WHAT IS REQUIRED. Scan the entries below. Return every line that includes "configured".
Segment Start: WORKING DATA
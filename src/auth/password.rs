use argon2::password_hash::{rand_core::OsRng, PasswordHash, PasswordHasher, PasswordVerifier, SaltString};
use argon2::{Algorithm, Argon2, Params, Version};
use std::sync::Arc;
use thiserror::Error;
use tokio::sync::OnceCell;

use crate::config::SecurityConfig;

#[derive(Debug, Error)]
pub enum PasswordError {
    #[error("invalid hashing parameters: {0}")]
    Params(String),

    #[error("hashing failed: {0}")]
    Hash(String),

    #[error("hashing task failed: {0}")]
    Join(#[from] tokio::task::JoinError),
}

/// Argon2id hashing. Work runs on the blocking pool so request tasks stay responsive.
#[derive(Debug, Clone)]
pub struct Passwords {
    params: Params,
    /// Hash checked when the account does not exist, built on first use
    absent: Arc<OnceCell<String>>,
}

impl Passwords {
    pub fn new(memory_kib: u32, iterations: u32) -> Result<Self, PasswordError> {
        let params = Params::new(memory_kib, iterations, 1, None)
            .map_err(|e| PasswordError::Params(e.to_string()))?;
        Ok(Self {
            params,
            absent: Arc::new(OnceCell::new()),
        })
    }

    pub fn from_config(config: &SecurityConfig) -> Result<Self, PasswordError> {
        Self::new(config.hash_memory_kib, config.hash_iterations)
    }

    fn argon2(&self) -> Argon2<'static> {
        Argon2::new(Algorithm::Argon2id, Version::V0x13, self.params.clone())
    }

    /// Hash into a PHC string with a fresh random salt
    pub async fn hash(&self, password: &str) -> Result<String, PasswordError> {
        let argon2 = self.argon2();
        let password = password.to_owned();

        tokio::task::spawn_blocking(move || {
            let salt = SaltString::generate(&mut OsRng);
            argon2
                .hash_password(password.as_bytes(), &salt)
                .map(|hash| hash.to_string())
                .map_err(|e| PasswordError::Hash(e.to_string()))
        })
        .await?
    }

    /// Check a password against a stored PHC string. The cost parameters come
    /// from the stored hash; an unparsable hash never verifies.
    pub async fn verify(&self, password: &str, stored_hash: &str) -> Result<bool, PasswordError> {
        let password = password.to_owned();
        let stored_hash = stored_hash.to_owned();

        tokio::task::spawn_blocking(move || {
            let parsed = match PasswordHash::new(&stored_hash) {
                Ok(parsed) => parsed,
                Err(_) => return false,
            };
            Argon2::default()
                .verify_password(password.as_bytes(), &parsed)
                .is_ok()
        })
        .await
        .map_err(PasswordError::from)
    }

    /// Verification for a username with no account. Costs the same as
    /// [`Passwords::verify`] at the configured parameters and never succeeds.
    pub async fn verify_absent(&self, password: &str) -> Result<bool, PasswordError> {
        let hash = self
            .absent
            .get_or_try_init(|| self.hash("absent-account"))
            .await?;
        self.verify(password, hash).await?;
        Ok(false)
    }

    #[cfg(test)]
    pub(crate) fn absent_hash_built(&self) -> bool {
        self.absent.initialized()
    }
}

#[cfg(test)]
mod tests {
    use super::*;

    fn cheap() -> Passwords {
        Passwords::new(1024, 1).unwrap()
    }

    #[tokio::test]
    async fn hash_then_verify() {
        let passwords = cheap();
        let hash = passwords.hash("admin123").await.unwrap();

        assert!(hash.starts_with("$argon2id$"));
        assert!(passwords.verify("admin123", &hash).await.unwrap());
        assert!(!passwords.verify("admin124", &hash).await.unwrap());
    }

    #[tokio::test]
    async fn same_password_gets_distinct_salts() {
        let passwords = cheap();
        let a = passwords.hash("secret").await.unwrap();
        let b = passwords.hash("secret").await.unwrap();
        assert_ne!(a, b);
    }

    #[tokio::test]
    async fn garbage_hash_never_verifies() {
        assert!(!cheap().verify("x", "not-a-phc-string").await.unwrap());
    }

    #[tokio::test]
    async fn absent_account_never_verifies() {
        let passwords = cheap();
        assert!(!passwords.absent_hash_built());

        assert!(!passwords.verify_absent("absent-account").await.unwrap());
        assert!(!passwords.verify_absent("anything").await.unwrap());
        assert!(passwords.absent_hash_built());
    }

    #[tokio::test]
    async fn clones_share_the_absent_hash() {
        let passwords = cheap();
        let clone = passwords.clone();
        clone.verify_absent("x").await.unwrap();
        assert!(passwords.absent_hash_built());
    }

    #[test]
    fn rejects_impossible_params() {
        assert!(matches!(Passwords::new(1, 1), Err(PasswordError::Params(_))));
    }
}
pub mod app;
pub mod auth;
pub mod cli;
pub mod config;
pub mod database;
pub mod error;
pub mod handlers;
pub mod middleware;
pub mod services;
pub mod session;
pub mod testing;
//! Cookie sessions on top of `tower-sessions`.
//!
//! Development and tests keep sessions in process; deployed instances share
//! them through the `tower_sessions` table in the application database.

use async_trait::async_trait;
use sqlx::SqlitePool;
use std::time::Duration;
use tokio::task::JoinHandle;
use tower_sessions::cookie::SameSite;
use tower_sessions::session::{Id, Record};
use tower_sessions::session_store::{self, ExpiredDeletion, SessionStore};
use tower_sessions::{Expiry, MemoryStore, SessionManagerLayer};
use tower_sessions_sqlx_store::SqliteStore;

use crate::config::{SessionConfig, SessionStoreKind};

/// Session key holding the signed-in [`crate::auth::Principal`]
pub const PRINCIPAL_KEY: &str = "principal";

/// The configured session store
#[derive(Debug, Clone)]
pub enum SessionBackend {
    Memory(MemoryStore),
    Database(SqliteStore),
}

impl SessionBackend {
    pub fn kind(&self) -> SessionStoreKind {
        match self {
            SessionBackend::Memory(_) => SessionStoreKind::Memory,
            SessionBackend::Database(_) => SessionStoreKind::Database,
        }
    }
}

#[async_trait]
impl SessionStore for SessionBackend {
    async fn save(&self, record: &Record) -> session_store::Result<()> {
        match self {
            SessionBackend::Memory(store) => store.save(record).await,
            SessionBackend::Database(store) => store.save(record).await,
        }
    }

    async fn load(&self, session_id: &Id) -> session_store::Result<Option<Record>> {
        match self {
            SessionBackend::Memory(store) => store.load(session_id).await,
            SessionBackend::Database(store) => store.load(session_id).await,
        }
    }

    async fn delete(&self, session_id: &Id) -> session_store::Result<()> {
        match self {
            SessionBackend::Memory(store) => store.delete(session_id).await,
            SessionBackend::Database(store) => store.delete(session_id).await,
        }
    }
}

/// Open the store. The database variant creates its table on first use.
pub async fn build_store(kind: SessionStoreKind, pool: &SqlitePool) -> Result<SessionBackend, sqlx::Error> {
    match kind {
        SessionStoreKind::Memory => Ok(SessionBackend::Memory(MemoryStore::default())),
        SessionStoreKind::Database => {
            let store = SqliteStore::new(pool.clone());
            store.migrate().await?;
            Ok(SessionBackend::Database(store))
        }
    }
}

/// HttpOnly, SameSite=Lax cookie that expires after `ttl_hours` without a request
pub fn layer(backend: SessionBackend, config: &SessionConfig) -> SessionManagerLayer<SessionBackend> {
    SessionManagerLayer::new(backend)
        .with_name(config.cookie_name.clone())
        .with_http_only(true)
        .with_same_site(SameSite::Lax)
        .with_secure(config.cookie_secure)
        .with_expiry(Expiry::OnInactivity(config.ttl()))
}

/// Delete expired rows for the lifetime of the process. The memory store
/// drops expired records on load, so it gets no task.
pub fn spawn_deletion_task(backend: &SessionBackend, every: Duration) -> Option<JoinHandle<()>> {
    match backend {
        SessionBackend::Memory(_) => None,
        SessionBackend::Database(store) => {
            let store = store.clone();
            Some(tokio::spawn(async move {
                if let Err(e) = store.continuously_delete_expired(every).await {
                    tracing::error!("Expired session cleanup stopped: {}", e);
                }
            }))
        }
    }
}

#[cfg(test)]
mod tests {
    use super::*;
    use crate::testing;

    #[tokio::test]
    async fn memory_backend_needs_no_table() {
        let db = testing::test_database().await;
        let backend = build_store(SessionStoreKind::Memory, db.pool()).await.unwrap();

        assert_eq!(backend.kind(), SessionStoreKind::Memory);
        assert!(spawn_deletion_task(&backend, Duration::from_secs(60)).is_none());
    }

    #[tokio::test]
    async fn database_backend_migrates_its_table() {
        let db = testing::test_database().await;
        let backend = build_store(SessionStoreKind::Database, db.pool()).await.unwrap();
        assert_eq!(backend.kind(), SessionStoreKind::Database);

        let (count,): (i64,) =
            sqlx::query_as("SELECT COUNT(*) FROM sqlite_master WHERE type = 'table' AND name = 'tower_sessions'")
                .fetch_one(db.pool())
                .await
                .unwrap();
        assert_eq!(count, 1);

        // Migrating twice is harmless
        build_store(SessionStoreKind::Database, db.pool()).await.unwrap();

        let task = spawn_deletion_task(&backend, Duration::from_secs(60)).unwrap();
        task.abort();
    }
}
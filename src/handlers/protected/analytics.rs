use axum::extract::State;

use crate::app::AppState;
use crate::middleware::{ApiQuery, ApiResponse, ApiResult, AuthUser};
use crate::services::{AnalyticsReport, AnalyticsService, Scope, ScopeQuery};

/// GET /api/timesheet/analytics?startDate&endDate&userId
///
/// `hoursByUser` is only populated for admins.
pub async fn report(
    State(state): State<AppState>,
    AuthUser(principal): AuthUser,
    ApiQuery(query): ApiQuery<ScopeQuery>,
) -> ApiResult<AnalyticsReport> {
    let scope = Scope::resolve(&principal, &query)?;
    let report = AnalyticsService::new(state.db.pool()).report(&principal, &scope).await?;
    Ok(ApiResponse::success(report))
}
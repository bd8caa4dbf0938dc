use clap::Args;
use std::time::Duration;
use tracing::info;

use crate::app;
use crate::config::AppConfig;
use crate::session;

#[derive(Args, Debug, Default)]
pub struct ServeArgs {
    #[arg(long, help = "Bind address (overrides HOST)")]
    pub host: Option<String>,

    #[arg(long, help = "Listen port (overrides PORT)")]
    pub port: Option<u16>,

    #[arg(long, help = "SQLite URL (overrides DATABASE_URL)")]
    pub database_url: Option<String>,
}

impl ServeArgs {
    fn apply(self, mut config: AppConfig) -> AppConfig {
        if let Some(host) = self.host {
            config.server.host = host;
        }
        if let Some(port) = self.port {
            config.server.port = port;
        }
        if let Some(url) = self.database_url {
            config.database.url = url;
        }
        config
    }
}

pub async fn handle(args: ServeArgs, config: AppConfig) -> anyhow::Result<()> {
    let config = args.apply(config);
    info!("Starting Timesheet API in {:?} mode", config.environment);

    let state = app::build_state(config).await?;
    let cleanup = session::spawn_deletion_task(
        &state.sessions,
        Duration::from_secs(state.config.session.purge_interval_secs.max(1)),
    );

    let bind_addr = format!("{}:{}", state.config.server.host, state.config.server.port);
    let listener = tokio::net::TcpListener::bind(&bind_addr)
        .await
        .map_err(|e| anyhow::anyhow!("failed to bind {}: {}", bind_addr, e))?;
    info!("Timesheet API listening on http://{}", bind_addr);

    let db = state.db.clone();
    axum::serve(listener, app::router(state))
        .with_graceful_shutdown(shutdown_signal())
        .await?;

    if let Some(cleanup) = cleanup {
        cleanup.abort();
    }
    db.close().await;
    Ok(())
}

async fn shutdown_signal() {
    if let Err(e) = tokio::signal::ctrl_c().await {
        tracing::error!("Failed to listen for shutdown signal: {}", e);
        std::future::pending::<()>().await;
    }
    info!("Shutdown signal received");
}
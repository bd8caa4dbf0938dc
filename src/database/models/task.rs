use chrono::NaiveDateTime;
use serde::{Deserialize, Serialize};
use sqlx::FromRow;
use std::str::FromStr;
use thiserror::Error;

#[derive(Debug, Clone, Copy, PartialEq, Eq, Default, Serialize, Deserialize, sqlx::Type)]
#[serde(rename_all = "lowercase")]
#[sqlx(rename_all = "lowercase")]
pub enum TaskStatus {
    #[default]
    Active,
    Inactive,
}

#[derive(Debug, Error)]
#[error("unknown task status: {0}")]
pub struct ParseStatusError(pub String);

impl TaskStatus {
    pub fn as_str(&self) -> &'static str {
        match self {
            TaskStatus::Active => "active",
            TaskStatus::Inactive => "inactive",
        }
    }
}

impl FromStr for TaskStatus {
    type Err = ParseStatusError;

    fn from_str(s: &str) -> Result<Self, Self::Err> {
        match s {
            "active" => Ok(TaskStatus::Active),
            "inactive" => Ok(TaskStatus::Inactive),
            other => Err(ParseStatusError(other.to_string())),
        }
    }
}

#[derive(Debug, Clone, Serialize, FromRow)]
pub struct Task {
    pub id: i64,
    pub task_name: String,
    pub description: String,
    pub estimated_hours: f64,
    pub status: TaskStatus,
    pub created_at: NaiveDateTime,
}
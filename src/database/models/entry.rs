use chrono::{NaiveDate, NaiveDateTime};
use serde::Serialize;
use sqlx::FromRow;

/// Bare `timesheet_entries` row
#[derive(Debug, Clone, Serialize, FromRow)]
pub struct TimesheetEntry {
    pub id: i64,
    pub user_id: i64,
    pub task_id: i64,
    pub hours_spent: f64,
    pub entry_date: NaiveDate,
    pub notes: String,
    pub created_at: NaiveDateTime,
}

/// Entry joined with its owner's and task's display fields
#[derive(Debug, Clone, Serialize, FromRow)]
pub struct EntryDetails {
    pub id: i64,
    pub user_id: i64,
    pub task_id: i64,
    pub hours_spent: f64,
    pub entry_date: NaiveDate,
    pub notes: String,
    pub created_at: NaiveDateTime,
    pub username: String,
    pub full_name: String,
    pub task_name: String,
}
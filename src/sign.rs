use anyhow::{anyhow, Context as _, Result};
use openpgp::cert::Cert;
use openpgp::parse::stream::{
    DetachedVerifierBuilder, MessageLayer, MessageStructure, VerificationHelper,
};
use openpgp::parse::Parse;
use openpgp::policy::StandardPolicy;
use openpgp::serialize::stream::{Message, Signer};
use openpgp::KeyHandle;
use sequoia_openpgp as openpgp;
use std::io::Write;
use std::path::Path;

/// A signing key resolved from the `-k` argument. A `gpg://` prefix
/// loads the certificate but leaves the secret material in the running
/// gpg-agent.
pub struct SigningKey {
    cert: Cert,
    offloaded: bool,
}

impl SigningKey {
    pub fn from_arg(arg: &str) -> Result<Self> {
        match arg.strip_prefix("gpg://") {
            Some(path) => Ok(Self {
                cert: load_certificate(path)?,
                offloaded: true,
            }),
            None => Ok(Self {
                cert: load_certificate(arg)?,
                offloaded: false,
            }),
        }
    }

    pub fn cert(&self) -> &Cert {
        &self.cert
    }

    fn detached_signature(&self, content: &[u8]) -> Result<Vec<u8>> {
        let policy = StandardPolicy::new();

        if self.offloaded {
            // secret lives in gpg-agent; select the public half and
            // hand the signing operation to the agent
            let key = self
                .cert
                .keys()
                .with_policy(&policy, None)
                .for_signing()
                .alive()
                .revoked(false)
                .supported()
                .next()
                .ok_or_else(|| no_signing_key(&self.cert))?;
            let ctx = sequoia_gpg_agent::gnupg::Context::new()
                .context("gpg-agent is not reachable")?;
            let agent_pair = sequoia_gpg_agent::KeyPair::new_for_gnupg_context(&ctx, key.key())
                .context("gpg-agent holds no secret for the signing key")?;

            emit_signature(agent_pair, content)
        } else {
            let key = self
                .cert
                .keys()
                .secret()
                .with_policy(&policy, None)
                .for_signing()
                .alive()
                .revoked(false)
                .supported()
                .next()
                .ok_or_else(|| no_signing_key(&self.cert))?;
            let pair = key.key().clone().into_keypair()?;

            emit_signature(pair, content)
        }
    }
}

pub fn load_certificate<P: AsRef<Path>>(cert_path: P) -> Result<Cert> {
    Cert::from_file(cert_path.as_ref())
}

/// Write a detached binary signature over `path` to `sig_path`.
pub fn sign_file(key: &SigningKey, path: &Path, sig_path: &Path) -> Result<()> {
    let content = std::fs::read(path)?;
    let sig = key.detached_signature(&content)?;
    std::fs::write(sig_path, sig)?;

    Ok(())
}

fn no_signing_key(cert: &Cert) -> anyhow::Error {
    anyhow!("certificate {} has no usable signing key", cert.fingerprint())
}

fn emit_signature<S>(signing_pair: S, content: &[u8]) -> Result<Vec<u8>>
where
    S: openpgp::crypto::Signer + Send + Sync + 'static,
{
    let mut sig = Vec::new();
    let mut signer = Signer::new(Message::new(&mut sig), signing_pair)
        .detached()
        .build()?;
    signer.write_all(content)?;
    signer.finalize()?;

    Ok(sig)
}

struct Helper<'a> {
    cert: &'a Cert,
}

impl VerificationHelper for Helper<'_> {
    fn get_certs(&mut self, _ids: &[KeyHandle]) -> openpgp::Result<Vec<Cert>> {
        Ok(vec![self.cert.clone()])
    }

    fn check(&mut self, structure: MessageStructure) -> openpgp::Result<()> {
        for layer in structure {
            if let MessageLayer::SignatureGroup { results } = layer {
                if results.iter().any(|r| r.is_ok()) {
                    return Ok(());
                }
            }
        }

        Err(anyhow!("no valid signature found"))
    }
}

/// Check `sig_path` as a detached signature over `path`.
pub fn verify_file(cert: &Cert, path: &Path, sig_path: &Path) -> Result<()> {
    let policy = StandardPolicy::new();
    let helper = Helper { cert };
    let mut verifier =
        DetachedVerifierBuilder::from_file(sig_path)?.with_policy(&policy, None, helper)?;
    verifier.verify_file(path)?;

    Ok(())
}

#[cfg(test)]
pub(crate) fn test_certificate() -> Cert {
    use openpgp::cert::CertBuilder;
    use openpgp::types::KeyFlags;

    let (cert, _) = CertBuilder::new()
        .add_userid("Repo Test <repo@example.org>")
        .add_subkey(KeyFlags::empty().set_signing(), None, None)
        .generate()
        .unwrap();

    cert
}

#[test]
fn test_sign_verify_roundtrip() {
    let dir = tempfile::tempdir().unwrap();
    let data = dir.path().join("archive");
    let sig = dir.path().join("archive.sig");
    std::fs::write(&data, b"index contents").unwrap();

    let cert = test_certificate();
    let key = SigningKey {
        cert: cert.clone(),
        offloaded: false,
    };
    sign_file(&key, &data, &sig).unwrap();
    verify_file(&cert, &data, &sig).unwrap();

    // a modified archive must no longer verify
    std::fs::write(&data, b"tampered contents").unwrap();
    assert!(verify_file(&cert, &data, &sig).is_err());
}

#[test]
fn test_verify_rejects_foreign_key() {
    let dir = tempfile::tempdir().unwrap();
    let data = dir.path().join("archive");
    let sig = dir.path().join("archive.sig");
    std::fs::write(&data, b"index contents").unwrap();

    let key = SigningKey {
        cert: test_certificate(),
        offloaded: false,
    };
    sign_file(&key, &data, &sig).unwrap();

    let other = test_certificate();
    assert!(verify_file(&other, &data, &sig).is_err());
}
//! Groups and services of the dashboard.

pub mod handler;

// vim: ts=4
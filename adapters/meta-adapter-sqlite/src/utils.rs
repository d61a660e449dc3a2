//! Shared utilities for the SQLite adapter
//!
//! Error mapping helpers used across all domain modules.

use homedash::prelude::*;
use sqlx::sqlite::SqliteRow;

/// Log database errors
pub(crate) fn inspect(err: &sqlx::Error) {
	warn!("DB: {:#?}", err);
}

/// Map a query result to a value using a closure
pub(crate) fn map_res<T, F>(row: Result<SqliteRow, sqlx::Error>, f: F) -> ClResult<T>
where
	F: FnOnce(&SqliteRow) -> Result<T, sqlx::Error>,
{
	match row {
		Ok(ref row) => f(row).inspect_err(inspect).map_err(|_| Error::DbError),
		Err(sqlx::Error::RowNotFound) => Err(Error::NotFound),
		Err(err) => {
			inspect(&err);
			Err(Error::DbError)
		}
	}
}

/// Collect result iterator into a vector
pub(crate) fn collect_res<T>(
	iter: impl Iterator<Item = Result<T, sqlx::Error>>,
) -> ClResult<Vec<T>> {
	let mut items = Vec::new();
	for item in iter {
		items.push(item.inspect_err(inspect).map_err(|_| Error::DbError)?);
	}
	Ok(items)
}

/// Map a write error, turning foreign key violations into validation errors
pub(crate) fn map_write_err(err: sqlx::Error, what: &str) -> Error {
	if let Some(db_err) = err.as_database_error() {
		if db_err.kind() == sqlx::error::ErrorKind::ForeignKeyViolation {
			return Error::ValidationError(format!("{} refers to a missing group", what));
		}
	}
	inspect(&err);
	Error::DbError
}

/// Require that a statement touched at least one row
pub(crate) fn require_affected(rows: u64) -> ClResult<()> {
	if rows == 0 { Err(Error::NotFound) } else { Ok(()) }
}

// vim: ts=4
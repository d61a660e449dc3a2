//! Shared types, adapter traits, and core utilities for Homedash.
//!
//! This crate holds what the server crate and the storage adapters both need:
//! the error type, the `MetaAdapter` storage trait, the worker pool, and a few
//! helpers for tokens and data URIs.

pub mod error;
pub mod meta_adapter;
pub mod prelude;
pub mod utils;
pub mod worker;

// vim: ts=4
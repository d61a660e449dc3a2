use std::{env, path, process::ExitCode, sync::Arc};
use tracing::error;

use homedash::{worker::WorkerPool, AppBuilder};
use homedash_meta_adapter_sqlite::MetaAdapterSqlite;

pub struct Config {
	pub auth_key: Option<String>,
	pub listen: String,
	pub db_dir: path::PathBuf,
	pub dist_dir: path::PathBuf,
	pub workers: usize,
}

impl Config {
	fn from_env() -> Self {
		Config {
			auth_key: env::var("AUTH_KEY").ok(),
			listen: env::var("LISTEN").unwrap_or_else(|_| "0.0.0.0:5000".to_string()),
			db_dir: path::PathBuf::from(env::var("DB_DIR").unwrap_or_else(|_| "./data".to_string())),
			dist_dir: path::PathBuf::from(env::var("DIST_DIR").unwrap_or_else(|_| "./dist".to_string())),
			workers: env::var("WORKERS").ok().and_then(|w| w.parse().ok()).unwrap_or(2),
		}
	}
}

#[tokio::main]
async fn main() -> ExitCode {
	let config = Config::from_env();

	let meta_adapter = match MetaAdapterSqlite::new(&config.db_dir).await {
		Ok(adapter) => Arc::new(adapter),
		Err(err) => {
			eprintln!("FATAL: Cannot open database in {}: {}", config.db_dir.display(), err);
			return ExitCode::FAILURE;
		}
	};

	let mut builder = AppBuilder::new();
	builder
		.listen(config.listen)
		.dist_dir(config.dist_dir)
		.worker(Arc::new(WorkerPool::new(config.workers)))
		.meta_adapter(meta_adapter);
	if let Some(auth_key) = config.auth_key {
		builder.auth_key(auth_key);
	}

	if let Err(err) = builder.run().await {
		error!("FATAL: {}", err);
		return ExitCode::FAILURE;
	}
	ExitCode::SUCCESS
}

// vim: ts=4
Segment End: WORKING DATA
EXERCISE OUTPUT.
    /// [`Passwords::verify`] at the configured parameters and never succeeds.
/// The configured session store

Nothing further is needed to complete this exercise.